La toma de Melilla fue solo el inicio. A partir de 1505, la Corona, ya más estabilizada económicamente, emprendió una serie de campañas en la costa norteafricana: Mazalquivir, muy próxima a Orán; Cazaza, población en la que había desembarcado Boabdil en 1493 para no volver a ver la Península nunca más; el peñón de Vélez de la Gomera. En 1509, el cardenal Cisneros organizó una gran expedición que conquistó Orán, y poco después Pedro Navarro tomó Bugía y Trípoli.
Todas estas operaciones se apoyaban, de una u otra forma, en la experiencia previa de Melilla: una ciudad que servía de base, de laboratorio militar y de símbolo.

El desembarco de 1497 tuvo también un significado más profundo. Por primera vez, Castilla ocupaba un enclave africano de manera permanente. No se trataba de una incursión puntual ni de una cabalgada, sino de una ciudad que se pensaba mantener en el tiempo.
Esa lógica de “presidio” —plazas fortificadas que aseguraban la costa y proyectaban poder hacia el interior— se mantendría durante siglos. Melilla fue la primera, pero no la última.
El gran protagonista de esta historia, Juan Alonso de Guzmán murió a los 41 años, en 1507, víctima de la peste. Su papel fue durante mucho tiempo minimizado por los cronistas, eclipsado por figuras más conocidas como los Reyes Católicos o el cardenal Cisneros.
Sin embargo, su iniciativa privada resultó crucial.
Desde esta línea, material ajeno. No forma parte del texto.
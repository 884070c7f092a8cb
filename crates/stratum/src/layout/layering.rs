//! Rank assignment and in-rank ordering shared by the layered engines.

use std::collections::{HashSet, VecDeque};

use stratum_core::geometry::{Point, Size};

use super::{
    config::{Direction, Layering},
    finalize::Waypoints,
};

/// Makes `edges` acyclic by reversing DFS back edges.
///
/// Nodes are visited in index order. The result has no duplicates and no
/// self-loops.
pub(crate) fn acyclic_edges(n: usize, edges: &[(usize, usize)]) -> Vec<(usize, usize)> {
    let mut successors = vec![Vec::new(); n];
    for &(source, target) in edges {
        successors[source].push(target);
    }

    // 0 = unvisited, 1 = on stack, 2 = done
    let mut state = vec![0u8; n];
    let mut back_edges = HashSet::new();
    for start in 0..n {
        if state[start] != 0 {
            continue;
        }
        state[start] = 1;
        let mut frames = vec![(start, 0usize)];
        while let Some(frame) = frames.last_mut() {
            let (node, next) = *frame;
            let Some(&target) = successors[node].get(next) else {
                state[node] = 2;
                frames.pop();
                continue;
            };
            frame.1 += 1;
            match state[target] {
                0 => {
                    state[target] = 1;
                    frames.push((target, 0));
                }
                1 => {
                    back_edges.insert((node, target));
                }
                _ => {}
            }
        }
    }

    let mut seen = HashSet::with_capacity(edges.len());
    edges
        .iter()
        .map(|&edge| {
            if back_edges.contains(&edge) {
                (edge.1, edge.0)
            } else {
                edge
            }
        })
        .filter(|&(source, target)| source != target && seen.insert((source, target)))
        .collect()
}

/// Assigns a rank to every node of an acyclic edge set so that
/// `rank[target] > rank[source]` for every edge.
pub(crate) fn assign_ranks(n: usize, dag: &[(usize, usize)], layering: Layering) -> Vec<usize> {
    let order = topological_order(n, dag);
    let mut ranks = vec![0usize; n];

    match layering {
        Layering::BreadthFirst => {
            let mut successors = vec![Vec::new(); n];
            for &(source, target) in dag {
                successors[source].push(target);
            }
            for &node in &order {
                for &target in &successors[node] {
                    ranks[target] = ranks[target].max(ranks[node] + 1);
                }
            }
        }
        Layering::LongestPath => {
            let mut predecessors = vec![Vec::new(); n];
            for &(source, target) in dag {
                predecessors[target].push(source);
            }
            let mut height = vec![0usize; n];
            for &node in order.iter().rev() {
                for &source in &predecessors[node] {
                    height[source] = height[source].max(height[node] + 1);
                }
            }
            let max_height = height.iter().copied().max().unwrap_or(0);
            for (rank, h) in ranks.iter_mut().zip(&height) {
                *rank = max_height - h;
            }
            // Isolated nodes belong on the first rank, not with the sinks.
            let mut touched = vec![false; n];
            for &(source, target) in dag {
                touched[source] = true;
                touched[target] = true;
            }
            for (rank, touched) in ranks.iter_mut().zip(touched) {
                if !touched {
                    *rank = 0;
                }
            }
        }
    }

    ranks
}

/// Kahn's algorithm, ties broken by node index.
fn topological_order(n: usize, dag: &[(usize, usize)]) -> Vec<usize> {
    let mut in_degree = vec![0usize; n];
    let mut successors = vec![Vec::new(); n];
    for &(source, target) in dag {
        in_degree[target] += 1;
        successors[source].push(target);
    }

    let mut queue: VecDeque<usize> = (0..n).filter(|&node| in_degree[node] == 0).collect();
    let mut order = Vec::with_capacity(n);
    while let Some(node) = queue.pop_front() {
        order.push(node);
        for &target in &successors[node] {
            in_degree[target] -= 1;
            if in_degree[target] == 0 {
                queue.push_back(target);
            }
        }
    }
    order
}

/// Groups nodes by rank and orders each rank with barycenter sweeps.
///
/// Each sweep goes down then up the ranks, sorting a rank by the mean
/// position of its neighbours in the adjacent rank. Nodes without such
/// neighbours keep their position. Ties keep the previous order.
pub(crate) fn order_ranks(
    ranks: &[usize],
    edges: &[(usize, usize)],
    sweeps: usize,
) -> Vec<Vec<usize>> {
    let rank_count = ranks.iter().copied().max().map_or(0, |max| max + 1);
    let mut layers: Vec<Vec<usize>> = vec![Vec::new(); rank_count];
    for (node, &rank) in ranks.iter().enumerate() {
        layers[rank].push(node);
    }

    let mut up = vec![Vec::new(); ranks.len()];
    let mut down = vec![Vec::new(); ranks.len()];
    for &(source, target) in edges {
        let (upper, lower) = if ranks[source] <= ranks[target] {
            (source, target)
        } else {
            (target, source)
        };
        if ranks[lower] == ranks[upper] + 1 {
            down[upper].push(lower);
            up[lower].push(upper);
        }
    }

    let mut slot = vec![0usize; ranks.len()];
    let refresh = |layer: &[usize], slot: &mut [usize]| {
        for (i, &node) in layer.iter().enumerate() {
            slot[node] = i;
        }
    };
    for layer in &layers {
        refresh(layer, &mut slot);
    }

    for _ in 0..sweeps {
        for r in 1..rank_count {
            sort_by_barycenter(&mut layers[r], &up, &slot);
            refresh(&layers[r], &mut slot);
        }
        for r in (0..rank_count.saturating_sub(1)).rev() {
            sort_by_barycenter(&mut layers[r], &down, &slot);
            refresh(&layers[r], &mut slot);
        }
    }

    layers
}

fn sort_by_barycenter(layer: &mut [usize], neighbors: &[Vec<usize>], slot: &[usize]) {
    let mut keyed: Vec<(f32, usize, usize)> = layer
        .iter()
        .map(|&node| {
            let adjacent = &neighbors[node];
            let key = if adjacent.is_empty() {
                slot[node] as f32
            } else {
                adjacent.iter().map(|&n| slot[n] as f32).sum::<f32>() / adjacent.len() as f32
            };
            (key, slot[node], node)
        })
        .collect();
    keyed.sort_by(|a, b| a.0.total_cmp(&b.0).then(a.1.cmp(&b.1)));
    for (target, (_, _, node)) in layer.iter_mut().zip(keyed) {
        *target = node;
    }
}

/// Node coordinates of a ranked drawing, before orientation.
#[derive(Debug)]
pub(crate) struct RankPlacement {
    /// Per node, coordinate along the growth axis.
    pub along: Vec<f32>,
    /// Per node, coordinate across the growth axis.
    pub across: Vec<f32>,
    /// Per rank, center line along the growth axis.
    pub rank_along: Vec<f32>,
}

impl RankPlacement {
    /// Places `layers` rank after rank.
    ///
    /// A rank is as thick as its thickest node and ranks are `layer_spacing`
    /// apart. Inside a rank nodes are packed `spacing` apart and centered on
    /// the axis; with `uniform_cells` every node takes the same cell so that
    /// ranks line up in columns.
    pub fn new(
        sizes: &[Size],
        layers: &[Vec<usize>],
        direction: Direction,
        spacing: f32,
        layer_spacing: f32,
        uniform_cells: bool,
    ) -> Self {
        let extent = |size: Size| {
            if direction.is_vertical() {
                (size.height(), size.width())
            } else {
                (size.width(), size.height())
            }
        };
        let cell = sizes
            .iter()
            .map(|size| extent(*size).1)
            .fold(0.0f32, f32::max);

        let mut along = vec![0.0; sizes.len()];
        let mut across = vec![0.0; sizes.len()];
        let mut rank_along = Vec::with_capacity(layers.len());

        let mut cursor = 0.0f32;
        for layer in layers {
            let thickness = layer
                .iter()
                .map(|&node| extent(sizes[node]).0)
                .fold(0.0f32, f32::max);
            let center = cursor + thickness / 2.0;
            rank_along.push(center);
            cursor += thickness + layer_spacing;

            let widths: Vec<f32> = layer
                .iter()
                .map(|&node| if uniform_cells { cell } else { extent(sizes[node]).1 })
                .collect();
            let total = widths.iter().sum::<f32>()
                + spacing * layer.len().saturating_sub(1) as f32;
            let mut offset = -total / 2.0;
            for (&node, width) in layer.iter().zip(widths) {
                along[node] = center;
                across[node] = offset + width / 2.0;
                offset += width + spacing;
            }
        }

        Self {
            along,
            across,
            rank_along,
        }
    }

    pub fn points(&self, direction: Direction) -> Vec<Point> {
        self.along
            .iter()
            .zip(&self.across)
            .map(|(along, across)| direction.orient(*along, *across))
            .collect()
    }

    /// Bend points where edges cross intermediate ranks, interpolated across.
    pub fn waypoints(
        &self,
        edges: &[(usize, usize)],
        ranks: &[usize],
        direction: Direction,
    ) -> Waypoints {
        let mut waypoints = Waypoints::new();
        for &(source, target) in edges {
            let (rs, rt) = (ranks[source], ranks[target]);
            if rs.abs_diff(rt) < 2 {
                continue;
            }
            let span = rt as f32 - rs as f32;
            let intermediate: Vec<usize> = if rs < rt {
                (rs + 1..rt).collect()
            } else {
                (rt + 1..rs).rev().collect()
            };
            let points = intermediate
                .into_iter()
                .map(|rank| {
                    let t = (rank as f32 - rs as f32) / span;
                    let across =
                        self.across[source] + (self.across[target] - self.across[source]) * t;
                    direction.orient(self.rank_along[rank], across)
                })
                .collect();
            waypoints.insert((source, target), points);
        }
        waypoints
    }
}

#[cfg(test)]
mod tests {
    use float_cmp::assert_approx_eq;

    use super::*;

    #[test]
    fn test_acyclic_edges_reverses_back_edge() {
        let dag = acyclic_edges(3, &[(0, 1), (1, 2), (2, 0)]);
        assert_eq!(dag, vec![(0, 1), (1, 2), (0, 2)]);
    }

    #[test]
    fn test_acyclic_edges_drops_resulting_duplicates() {
        let dag = acyclic_edges(2, &[(0, 1), (1, 0)]);
        assert_eq!(dag, vec![(0, 1)]);
    }

    #[test]
    fn test_longest_path_puts_sinks_last() {
        // 0 -> 1 -> 2, 0 -> 3
        let ranks = assign_ranks(4, &[(0, 1), (1, 2), (0, 3)], Layering::LongestPath);
        assert_eq!(ranks, vec![0, 1, 2, 2]);
    }

    #[test]
    fn test_breadth_first_keeps_nodes_near_roots() {
        let ranks = assign_ranks(4, &[(0, 1), (1, 2), (0, 3)], Layering::BreadthFirst);
        assert_eq!(ranks, vec![0, 1, 2, 1]);
    }

    #[test]
    fn test_ranks_strictly_increase_along_edges() {
        let edges = [(0, 1), (0, 2), (2, 1), (1, 3), (4, 3)];
        for layering in [Layering::LongestPath, Layering::BreadthFirst] {
            let ranks = assign_ranks(5, &edges, layering);
            for &(s, t) in &edges {
                assert!(ranks[t] > ranks[s], "{layering:?}: {s}->{t}");
            }
        }
    }

    #[test]
    fn test_isolated_nodes_on_first_rank() {
        let ranks = assign_ranks(3, &[(0, 1)], Layering::LongestPath);
        assert_eq!(ranks[2], 0);
    }

    #[test]
    fn test_order_ranks_reduces_crossing() {
        // Rank 0: 0, 1; rank 1: 2, 3 with edges 0->3, 1->2 (crossing in index order).
        let layers = order_ranks(&[0, 0, 1, 1], &[(0, 3), (1, 2)], 2);
        assert_eq!(layers[0].len(), 2);
        let first_top = layers[0][0];
        let first_bottom = layers[1][0];
        assert!((first_top == 0 && first_bottom == 3) || (first_top == 1 && first_bottom == 2));
    }

    #[test]
    fn test_rank_placement_stacks_ranks() {
        let sizes = vec![Size::new(100.0, 40.0), Size::new(60.0, 20.0), Size::new(60.0, 20.0)];
        let layers = vec![vec![0], vec![1, 2]];

        let placement = RankPlacement::new(&sizes, &layers, Direction::Down, 10.0, 50.0, false);

        assert_approx_eq!(f32, placement.rank_along[0], 20.0);
        assert_approx_eq!(f32, placement.rank_along[1], 100.0);
        assert_approx_eq!(f32, placement.across[0], 0.0);
        assert_approx_eq!(f32, placement.across[1], -35.0);
        assert_approx_eq!(f32, placement.across[2], 35.0);

        let points = placement.points(Direction::Right);
        assert_approx_eq!(f32, points[1].x(), 100.0);
        assert_approx_eq!(f32, points[1].y(), -35.0);
    }

    #[test]
    fn test_waypoints_on_long_edges_only() {
        let sizes = vec![Size::new(10.0, 10.0); 3];
        let layers = vec![vec![0], vec![1], vec![2]];
        let ranks = vec![0, 1, 2];
        let placement = RankPlacement::new(&sizes, &layers, Direction::Down, 10.0, 10.0, false);

        let waypoints = placement.waypoints(&[(0, 1), (0, 2), (2, 0)], &ranks, Direction::Down);

        assert!(!waypoints.contains_key(&(0, 1)));
        assert_eq!(waypoints[&(0, 2)], vec![Point::new(0.0, 25.0)]);
        assert_eq!(waypoints[&(2, 0)], vec![Point::new(0.0, 25.0)]);
    }
}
Sin el dinero, los barcos y los soldados del duque de Medina Sidonia, ni Tenerife ni Melilla habrían pasado a formar parte de la monarquía castellana en aquel momento. Fue un noble ambicioso que se convirtió en un actor clave en su época.
Cinco siglos después, Melilla sigue siendo española. Su estatus ha cambiado con los siglos, ha vivido asedios, bloqueos y tensiones diplomáticas, pero su raíz está en aquel septiembre de 1497.
Lo que comenzó como una operación privada para reforzar el prestigio de un duque se convirtió en una de las piezas estables de la presencia española en África.
La Corona castellana, exhausta de guerras y limitada de recursos, se apoyó en la iniciativa de un noble para expandirse. La geografía del Estrecho convirtió a Andalucía y al norte de África en espacios inseparables. Sobre todo, con la incorporación de la Ceuta portuguesa a la Corona Hispánica en tiempos de Felipe II.
Melilla no fue tomada con trompetas ni caballerías heroicas, sino con paciencia, dinero privado y cálculo político. Y, sin embargo, ahí sigue. Como recordatorio de que la historia, a veces, no solo la escriben los héroes de capa y espada, también hay gestas menos suculentas para los amantes del romanticismo bélico que cobraron muchísima importancia. Melilla fue protagonista en muchos momentos de los siglos venideros, especialmente en el XIX y el primer tercio del XX, pero esa es otra historia digna de ser contada.